Anyway, there is this general "trick" that is at the heart of complex systems, dissipative structure that is "alive". A pool of dynamic processes with some characteristic free range of activities exists with a certain timescale. Then it becomes hierarchically developed as the system "steps back" in spatiotemporal scale. Spatially, dimensionality is reduced, and temporally, dimensionality is increased. Making memory that encodes boundary constraints.
Genes are at the end of this trail. You get such a constraint of dimensionality that a 1D path is dissolved into a sequence of 0D points. Memory makes the change from analog to digital if you like. The continuous becomes the discrete. And symbolic. A sequence of bases can represent the 3D structure of a protein, and control the 4D processes of a soup. The code can endure generations, spread across many individuals, and it looks nothing like the things it produces.
So that is the trick. And language was a repeat. Animals think. Humans evolved a physical constraint on vocal output through a vocal tract that became designed to bite air flow into a serial stream (discrete and repeatable syllabic sounds). Ideas could be broken up into words expressed in serial chains. A dimensionality was reduced until it became digital and a systems memory, information encoded, no longer needed to look anything like what it represented.
Does any of this have any interest for cosmology? I believe it does.
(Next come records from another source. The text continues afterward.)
//! Append-only run persistence.
//!
//! The workflow writes one run-start record, one record per committed stage,
//! one reward report per stage, and a single run-end update. Step records are
//! never modified after they are written.
//!
//! - [`SqliteRunStore`] - SQLite file store used by the CLI and server
//! - [`MemoryRunStore`] - in-process store for tests and `--no-persist`

pub mod memory;
pub mod sqlite;

pub use memory::MemoryRunStore;
pub use sqlite::{RunSummary, SqliteRunStore, StoredStep};

use async_trait::async_trait;

use crate::error::StorageError;
use crate::pipeline::{PipelineStep, RunOutcome};
use crate::rewards::RewardReport;

/// Persistence collaborator called by the orchestrator.
#[async_trait]
pub trait RunStore: Send + Sync {
    /// Record that a run began. Repeating the call for the same run is a no-op.
    async fn mark_run_start(&self, run_id: &str, topic: &str) -> Result<(), StorageError>;

    async fn save_step(&self, run_id: &str, topic: &str, step: &PipelineStep) -> Result<(), StorageError>;

    async fn save_reward_report(
        &self,
        run_id: &str,
        stage_index: u8,
        report: &RewardReport,
    ) -> Result<(), StorageError>;

    /// Write the terminal fields. Called once per run; `total_steps` counts
    /// the step records the run committed.
    async fn mark_run_end(
        &self,
        run_id: &str,
        outcome: &RunOutcome,
        total_steps: u32,
    ) -> Result<(), StorageError>;
}
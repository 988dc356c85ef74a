//! Prompt builders for every model-backed stage.
//!
//! - [`generation`] - difficulty tiers, mistake catalog and challenge (Stages 1-3)
//! - [`probing`] - tier implementations and the judge (Stages 4-6)
//! - [`assessment`] - the composer (Stage 7)
//!
//! # Usage
//!
//! ```
//! use trapforge::prompts::build_categories_prompt;
//!
//! let prompt = build_categories_prompt("Distributed systems");
//! assert!(prompt.contains("Distributed systems"));
//! ```

pub mod assessment;
pub mod generation;
pub mod probing;

pub use assessment::build_assessment_prompt;
pub use generation::{build_catalog_prompt, build_categories_prompt, build_challenge_prompt};
pub use probing::{build_implementation_prompt, build_judge_prompt};

/// Longest prefix of `text` with at most `max_chars` characters.
pub(crate) fn clip(text: &str, max_chars: usize) -> &str {
    match text.char_indices().nth(max_chars) {
        Some((index, _)) => &text[..index],
        None => text,
    }
}

#[cfg(test)]
mod tests {
    use super::*;

    #[test]
    fn test_clip_respects_char_boundaries() {
        assert_eq!(clip("héllo", 2), "hé");
        assert_eq!(clip("abc", 10), "abc");
        assert_eq!(clip("", 3), "");
    }
}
The reduction of dimensionality as a natural trajectory for dissipative structure could be what produces universes as a whole. As a general principle, it could be used to argue that 4D worlds evolve as a constraint on higher dimensional realms.
So for example, we could suggest that there was some infinite and unbounded initial potential. Then a reduction of dimensionality - a symmetry-breaking dissipation - led to the self-organised and persisting 4D realm we call the universe. Brane worlds and multiverses would be possible intermediate stages of course - stepping stones in the dissipative trajectory.
So what seems a weird question for this cosmology section - and bound to get locked/moved as a result - could in fact be directly connected to the issue of dissipative structure, information theoretic approaches to complexity, and the reduction of dimensionality as a general systems principle.
(I could add other biological examples of the "trick". Like human tool use. The opposable thumb, the lateralisation of grip so that one side is focused on the blows, the other on the orientation of the substrate. The pre-language advance serialised, repetitive motor actions that probably laid the neural foundations for later serial vocal control.)